+++ Listed records

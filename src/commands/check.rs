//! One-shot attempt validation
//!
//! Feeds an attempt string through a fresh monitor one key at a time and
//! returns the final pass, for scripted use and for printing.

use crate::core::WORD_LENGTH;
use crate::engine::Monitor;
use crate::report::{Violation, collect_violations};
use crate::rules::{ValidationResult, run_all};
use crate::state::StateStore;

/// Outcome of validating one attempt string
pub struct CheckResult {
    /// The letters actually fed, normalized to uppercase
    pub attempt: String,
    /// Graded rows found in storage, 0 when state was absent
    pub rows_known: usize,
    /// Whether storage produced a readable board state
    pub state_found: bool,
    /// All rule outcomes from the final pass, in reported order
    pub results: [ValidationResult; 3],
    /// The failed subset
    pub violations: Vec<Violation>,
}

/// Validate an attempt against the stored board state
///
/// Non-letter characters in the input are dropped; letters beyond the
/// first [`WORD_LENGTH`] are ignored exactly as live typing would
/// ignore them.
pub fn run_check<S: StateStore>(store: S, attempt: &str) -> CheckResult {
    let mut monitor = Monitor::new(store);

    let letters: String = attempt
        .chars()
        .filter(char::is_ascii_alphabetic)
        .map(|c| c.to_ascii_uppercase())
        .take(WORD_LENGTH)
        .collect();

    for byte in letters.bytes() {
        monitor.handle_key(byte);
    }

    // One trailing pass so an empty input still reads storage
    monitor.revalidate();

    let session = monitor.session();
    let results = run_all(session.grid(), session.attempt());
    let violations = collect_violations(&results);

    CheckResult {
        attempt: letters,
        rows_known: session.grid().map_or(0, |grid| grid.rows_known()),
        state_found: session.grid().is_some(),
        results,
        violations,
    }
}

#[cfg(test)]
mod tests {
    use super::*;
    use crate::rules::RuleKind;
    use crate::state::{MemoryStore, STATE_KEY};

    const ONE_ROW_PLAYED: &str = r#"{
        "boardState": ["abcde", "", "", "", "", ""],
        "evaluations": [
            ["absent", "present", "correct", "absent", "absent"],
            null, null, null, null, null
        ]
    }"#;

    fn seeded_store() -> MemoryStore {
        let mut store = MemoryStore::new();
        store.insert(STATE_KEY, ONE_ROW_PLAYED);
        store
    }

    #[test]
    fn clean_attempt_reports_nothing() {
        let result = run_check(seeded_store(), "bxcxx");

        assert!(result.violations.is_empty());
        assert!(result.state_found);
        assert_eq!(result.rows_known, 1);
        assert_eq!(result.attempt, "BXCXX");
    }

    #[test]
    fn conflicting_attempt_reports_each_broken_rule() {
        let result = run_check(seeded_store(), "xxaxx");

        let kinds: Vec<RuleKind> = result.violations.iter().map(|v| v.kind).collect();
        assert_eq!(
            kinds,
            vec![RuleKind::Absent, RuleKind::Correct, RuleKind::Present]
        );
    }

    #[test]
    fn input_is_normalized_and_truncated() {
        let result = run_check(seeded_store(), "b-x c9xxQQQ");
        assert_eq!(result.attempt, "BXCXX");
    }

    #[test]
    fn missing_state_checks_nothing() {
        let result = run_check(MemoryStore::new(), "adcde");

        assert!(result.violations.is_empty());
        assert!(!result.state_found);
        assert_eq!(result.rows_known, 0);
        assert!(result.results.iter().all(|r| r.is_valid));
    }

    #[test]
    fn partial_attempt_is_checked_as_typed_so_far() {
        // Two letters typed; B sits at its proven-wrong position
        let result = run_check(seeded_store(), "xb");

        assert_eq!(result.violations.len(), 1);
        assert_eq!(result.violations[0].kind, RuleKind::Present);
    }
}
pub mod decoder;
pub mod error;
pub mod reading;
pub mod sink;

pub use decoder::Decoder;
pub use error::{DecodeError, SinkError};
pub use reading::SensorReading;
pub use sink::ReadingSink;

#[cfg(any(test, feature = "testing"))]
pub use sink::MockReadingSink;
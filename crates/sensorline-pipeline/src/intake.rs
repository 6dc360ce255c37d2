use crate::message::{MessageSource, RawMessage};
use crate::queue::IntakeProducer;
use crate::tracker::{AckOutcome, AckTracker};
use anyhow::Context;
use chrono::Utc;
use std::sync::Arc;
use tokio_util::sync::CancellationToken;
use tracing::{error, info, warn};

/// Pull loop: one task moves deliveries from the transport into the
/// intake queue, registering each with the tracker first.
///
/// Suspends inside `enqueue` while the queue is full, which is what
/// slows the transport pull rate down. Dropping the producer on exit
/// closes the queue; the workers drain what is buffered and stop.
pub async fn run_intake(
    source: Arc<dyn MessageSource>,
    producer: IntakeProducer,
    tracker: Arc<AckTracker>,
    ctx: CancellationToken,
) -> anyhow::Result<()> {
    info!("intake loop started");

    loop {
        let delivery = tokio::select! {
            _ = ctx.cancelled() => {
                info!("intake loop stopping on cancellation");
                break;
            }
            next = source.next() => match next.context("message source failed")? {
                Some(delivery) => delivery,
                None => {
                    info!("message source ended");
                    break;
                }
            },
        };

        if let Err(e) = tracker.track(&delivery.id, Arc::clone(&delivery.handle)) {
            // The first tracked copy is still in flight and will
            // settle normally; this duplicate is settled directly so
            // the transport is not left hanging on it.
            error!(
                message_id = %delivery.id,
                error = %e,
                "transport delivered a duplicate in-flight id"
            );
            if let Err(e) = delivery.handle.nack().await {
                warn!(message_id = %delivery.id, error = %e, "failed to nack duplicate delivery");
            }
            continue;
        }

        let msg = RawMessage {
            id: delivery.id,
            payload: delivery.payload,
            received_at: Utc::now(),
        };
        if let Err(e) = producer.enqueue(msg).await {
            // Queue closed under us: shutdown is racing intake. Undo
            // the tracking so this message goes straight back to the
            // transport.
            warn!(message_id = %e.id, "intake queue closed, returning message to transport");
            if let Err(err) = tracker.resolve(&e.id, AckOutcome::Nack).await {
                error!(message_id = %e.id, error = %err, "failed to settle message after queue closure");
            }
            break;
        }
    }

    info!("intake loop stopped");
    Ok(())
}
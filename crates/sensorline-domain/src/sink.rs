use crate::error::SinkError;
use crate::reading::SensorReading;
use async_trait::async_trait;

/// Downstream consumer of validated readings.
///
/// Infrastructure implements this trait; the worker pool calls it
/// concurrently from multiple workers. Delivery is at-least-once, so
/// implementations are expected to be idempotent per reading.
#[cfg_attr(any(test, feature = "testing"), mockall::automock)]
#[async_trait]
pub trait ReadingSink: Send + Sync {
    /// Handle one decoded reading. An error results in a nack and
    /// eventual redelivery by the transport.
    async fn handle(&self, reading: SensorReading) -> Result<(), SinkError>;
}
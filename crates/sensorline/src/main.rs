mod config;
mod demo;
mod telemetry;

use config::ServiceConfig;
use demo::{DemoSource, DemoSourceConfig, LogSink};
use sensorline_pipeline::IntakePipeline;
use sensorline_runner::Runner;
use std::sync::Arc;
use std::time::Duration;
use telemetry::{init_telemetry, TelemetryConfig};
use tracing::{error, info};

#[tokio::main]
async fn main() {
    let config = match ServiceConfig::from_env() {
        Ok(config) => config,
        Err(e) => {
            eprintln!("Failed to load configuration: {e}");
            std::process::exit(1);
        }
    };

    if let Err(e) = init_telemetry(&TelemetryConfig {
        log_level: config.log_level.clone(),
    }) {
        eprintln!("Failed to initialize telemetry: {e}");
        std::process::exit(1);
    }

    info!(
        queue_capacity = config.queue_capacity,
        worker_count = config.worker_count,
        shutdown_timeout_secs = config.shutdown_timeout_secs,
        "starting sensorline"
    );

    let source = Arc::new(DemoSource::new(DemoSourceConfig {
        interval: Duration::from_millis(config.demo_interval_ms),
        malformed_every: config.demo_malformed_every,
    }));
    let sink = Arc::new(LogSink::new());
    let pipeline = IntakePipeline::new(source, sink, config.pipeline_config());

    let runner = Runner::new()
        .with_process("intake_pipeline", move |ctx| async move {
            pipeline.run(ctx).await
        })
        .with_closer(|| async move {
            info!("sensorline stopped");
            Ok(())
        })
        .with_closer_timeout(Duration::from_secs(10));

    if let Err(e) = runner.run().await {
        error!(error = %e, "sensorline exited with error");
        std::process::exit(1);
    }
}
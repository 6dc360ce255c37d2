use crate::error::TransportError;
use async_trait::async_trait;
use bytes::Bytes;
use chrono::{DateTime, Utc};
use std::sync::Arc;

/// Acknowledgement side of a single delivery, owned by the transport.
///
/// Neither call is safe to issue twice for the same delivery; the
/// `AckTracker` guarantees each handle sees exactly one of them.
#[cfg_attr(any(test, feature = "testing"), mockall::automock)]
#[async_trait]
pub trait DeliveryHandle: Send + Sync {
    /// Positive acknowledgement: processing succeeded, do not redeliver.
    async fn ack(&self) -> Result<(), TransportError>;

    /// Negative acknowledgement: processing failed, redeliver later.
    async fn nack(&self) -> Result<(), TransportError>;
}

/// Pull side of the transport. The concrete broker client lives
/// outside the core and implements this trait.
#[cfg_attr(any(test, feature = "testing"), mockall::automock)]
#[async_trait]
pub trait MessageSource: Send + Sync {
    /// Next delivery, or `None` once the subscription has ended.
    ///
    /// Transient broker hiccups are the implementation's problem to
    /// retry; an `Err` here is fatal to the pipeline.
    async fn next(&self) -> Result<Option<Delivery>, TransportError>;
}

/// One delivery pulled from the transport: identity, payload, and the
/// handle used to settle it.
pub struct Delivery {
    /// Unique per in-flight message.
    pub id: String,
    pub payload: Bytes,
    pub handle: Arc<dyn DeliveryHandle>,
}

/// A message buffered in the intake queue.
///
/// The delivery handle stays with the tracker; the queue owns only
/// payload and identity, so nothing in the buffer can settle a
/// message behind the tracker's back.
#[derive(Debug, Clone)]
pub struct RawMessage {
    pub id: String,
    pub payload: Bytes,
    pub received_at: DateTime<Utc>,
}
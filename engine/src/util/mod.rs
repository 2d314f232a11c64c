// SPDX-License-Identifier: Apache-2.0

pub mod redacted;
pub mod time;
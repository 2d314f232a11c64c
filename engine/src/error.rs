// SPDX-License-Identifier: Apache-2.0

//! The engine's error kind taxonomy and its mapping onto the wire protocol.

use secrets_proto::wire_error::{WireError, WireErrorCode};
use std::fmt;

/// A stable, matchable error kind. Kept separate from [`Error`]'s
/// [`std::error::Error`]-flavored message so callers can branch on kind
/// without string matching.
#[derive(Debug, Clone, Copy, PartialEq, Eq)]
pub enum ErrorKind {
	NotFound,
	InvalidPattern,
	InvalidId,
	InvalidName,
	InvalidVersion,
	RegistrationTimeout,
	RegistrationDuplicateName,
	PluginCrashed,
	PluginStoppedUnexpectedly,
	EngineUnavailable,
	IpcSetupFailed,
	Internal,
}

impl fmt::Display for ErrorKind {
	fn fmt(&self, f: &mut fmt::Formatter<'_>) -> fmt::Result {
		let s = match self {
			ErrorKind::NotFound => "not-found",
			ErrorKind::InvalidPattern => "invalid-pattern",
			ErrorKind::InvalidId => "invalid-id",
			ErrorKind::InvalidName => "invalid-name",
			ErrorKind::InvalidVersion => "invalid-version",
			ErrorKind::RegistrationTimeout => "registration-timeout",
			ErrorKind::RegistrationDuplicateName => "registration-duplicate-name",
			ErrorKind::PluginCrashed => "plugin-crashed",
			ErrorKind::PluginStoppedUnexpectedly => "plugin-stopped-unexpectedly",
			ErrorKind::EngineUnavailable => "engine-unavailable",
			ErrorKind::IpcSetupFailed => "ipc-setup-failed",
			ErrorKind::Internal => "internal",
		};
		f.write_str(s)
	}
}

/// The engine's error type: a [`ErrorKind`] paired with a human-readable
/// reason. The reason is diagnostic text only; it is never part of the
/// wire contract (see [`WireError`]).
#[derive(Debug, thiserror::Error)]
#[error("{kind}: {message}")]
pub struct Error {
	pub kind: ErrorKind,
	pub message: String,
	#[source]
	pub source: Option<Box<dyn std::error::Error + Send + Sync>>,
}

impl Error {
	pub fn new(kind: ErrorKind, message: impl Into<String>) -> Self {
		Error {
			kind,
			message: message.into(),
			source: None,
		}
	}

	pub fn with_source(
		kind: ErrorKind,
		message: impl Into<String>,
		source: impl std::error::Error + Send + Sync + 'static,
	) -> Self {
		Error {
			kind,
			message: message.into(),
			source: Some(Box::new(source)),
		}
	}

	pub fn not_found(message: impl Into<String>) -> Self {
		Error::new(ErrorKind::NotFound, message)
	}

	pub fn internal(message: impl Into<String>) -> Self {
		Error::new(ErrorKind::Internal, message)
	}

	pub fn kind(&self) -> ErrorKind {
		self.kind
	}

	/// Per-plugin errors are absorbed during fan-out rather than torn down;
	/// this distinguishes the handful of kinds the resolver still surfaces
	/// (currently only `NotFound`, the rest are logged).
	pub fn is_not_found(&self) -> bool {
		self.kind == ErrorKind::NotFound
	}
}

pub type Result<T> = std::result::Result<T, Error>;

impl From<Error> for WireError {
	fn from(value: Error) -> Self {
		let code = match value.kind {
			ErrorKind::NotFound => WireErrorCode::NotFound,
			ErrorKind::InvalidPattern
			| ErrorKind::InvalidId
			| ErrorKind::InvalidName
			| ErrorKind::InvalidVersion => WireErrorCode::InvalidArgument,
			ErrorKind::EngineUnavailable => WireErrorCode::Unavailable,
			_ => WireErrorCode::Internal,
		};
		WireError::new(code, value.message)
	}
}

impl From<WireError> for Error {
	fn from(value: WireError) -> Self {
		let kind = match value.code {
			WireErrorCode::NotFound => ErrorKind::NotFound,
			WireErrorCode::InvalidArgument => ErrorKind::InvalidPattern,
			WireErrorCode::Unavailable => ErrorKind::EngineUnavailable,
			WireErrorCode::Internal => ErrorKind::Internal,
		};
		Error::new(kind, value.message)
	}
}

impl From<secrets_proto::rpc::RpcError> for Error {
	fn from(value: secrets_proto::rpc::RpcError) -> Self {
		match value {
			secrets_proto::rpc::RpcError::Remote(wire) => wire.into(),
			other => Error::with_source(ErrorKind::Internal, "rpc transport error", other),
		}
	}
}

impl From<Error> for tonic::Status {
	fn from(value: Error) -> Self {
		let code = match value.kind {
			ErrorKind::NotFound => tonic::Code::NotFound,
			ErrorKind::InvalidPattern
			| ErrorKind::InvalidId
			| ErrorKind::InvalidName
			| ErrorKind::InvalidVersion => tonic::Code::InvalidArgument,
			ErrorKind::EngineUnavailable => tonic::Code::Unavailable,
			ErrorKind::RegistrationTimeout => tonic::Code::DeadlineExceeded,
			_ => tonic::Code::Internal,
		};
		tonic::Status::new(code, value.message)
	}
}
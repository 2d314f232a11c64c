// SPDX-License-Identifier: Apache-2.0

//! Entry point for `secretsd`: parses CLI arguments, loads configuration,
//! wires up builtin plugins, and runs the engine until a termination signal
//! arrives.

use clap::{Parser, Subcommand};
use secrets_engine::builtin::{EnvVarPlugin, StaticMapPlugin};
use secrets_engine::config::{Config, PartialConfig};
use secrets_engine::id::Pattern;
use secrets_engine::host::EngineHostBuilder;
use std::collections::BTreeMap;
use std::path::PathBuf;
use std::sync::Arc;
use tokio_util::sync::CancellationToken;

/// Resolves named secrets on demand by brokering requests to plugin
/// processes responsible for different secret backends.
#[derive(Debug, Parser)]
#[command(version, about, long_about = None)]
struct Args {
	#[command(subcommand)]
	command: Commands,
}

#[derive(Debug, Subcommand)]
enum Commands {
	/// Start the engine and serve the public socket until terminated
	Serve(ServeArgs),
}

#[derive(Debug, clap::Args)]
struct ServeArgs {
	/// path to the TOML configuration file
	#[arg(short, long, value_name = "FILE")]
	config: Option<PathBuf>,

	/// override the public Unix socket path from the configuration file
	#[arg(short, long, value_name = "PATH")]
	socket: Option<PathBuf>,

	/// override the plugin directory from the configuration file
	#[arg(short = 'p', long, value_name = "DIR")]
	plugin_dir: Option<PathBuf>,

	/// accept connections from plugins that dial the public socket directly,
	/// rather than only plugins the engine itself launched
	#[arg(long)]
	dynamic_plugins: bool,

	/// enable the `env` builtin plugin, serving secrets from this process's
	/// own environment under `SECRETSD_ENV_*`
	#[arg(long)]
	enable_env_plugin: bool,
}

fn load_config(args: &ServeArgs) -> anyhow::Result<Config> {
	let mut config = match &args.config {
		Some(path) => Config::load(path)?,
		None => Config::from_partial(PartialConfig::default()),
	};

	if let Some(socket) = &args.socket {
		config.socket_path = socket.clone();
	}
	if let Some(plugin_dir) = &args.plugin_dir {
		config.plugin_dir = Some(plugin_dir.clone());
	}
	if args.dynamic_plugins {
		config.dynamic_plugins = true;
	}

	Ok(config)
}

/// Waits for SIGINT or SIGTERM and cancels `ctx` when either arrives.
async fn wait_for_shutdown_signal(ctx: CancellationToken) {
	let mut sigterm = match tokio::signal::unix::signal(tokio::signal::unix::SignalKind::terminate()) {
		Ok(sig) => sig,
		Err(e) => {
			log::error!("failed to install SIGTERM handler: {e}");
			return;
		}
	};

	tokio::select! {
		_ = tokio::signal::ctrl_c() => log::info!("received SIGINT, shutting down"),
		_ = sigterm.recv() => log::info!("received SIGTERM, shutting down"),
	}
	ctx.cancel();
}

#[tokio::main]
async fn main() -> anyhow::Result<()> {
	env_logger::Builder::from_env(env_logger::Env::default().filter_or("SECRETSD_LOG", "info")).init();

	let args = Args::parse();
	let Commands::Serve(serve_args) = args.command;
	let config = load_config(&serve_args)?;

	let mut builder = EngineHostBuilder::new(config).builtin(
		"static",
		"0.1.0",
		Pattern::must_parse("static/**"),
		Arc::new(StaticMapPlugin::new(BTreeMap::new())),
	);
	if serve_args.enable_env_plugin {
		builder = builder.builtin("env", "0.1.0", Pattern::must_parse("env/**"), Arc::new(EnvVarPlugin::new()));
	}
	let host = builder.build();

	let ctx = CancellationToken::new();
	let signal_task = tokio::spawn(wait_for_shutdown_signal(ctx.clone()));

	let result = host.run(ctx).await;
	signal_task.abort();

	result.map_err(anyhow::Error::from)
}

++++++

Task to carry out: What you return should be the lines from the start of the data through the line with "use crate::engine::Monitor;", quoted exactly and nothing more.

Exercise result:
filename src/commands/check.rs
//! One-shot attempt validation
//!
//! Feeds an attempt string through a fresh monitor one key at a time and
//! returns the final pass, for scripted use and for printing.

use crate::core::WORD_LENGTH;
use crate::engine::Monitor;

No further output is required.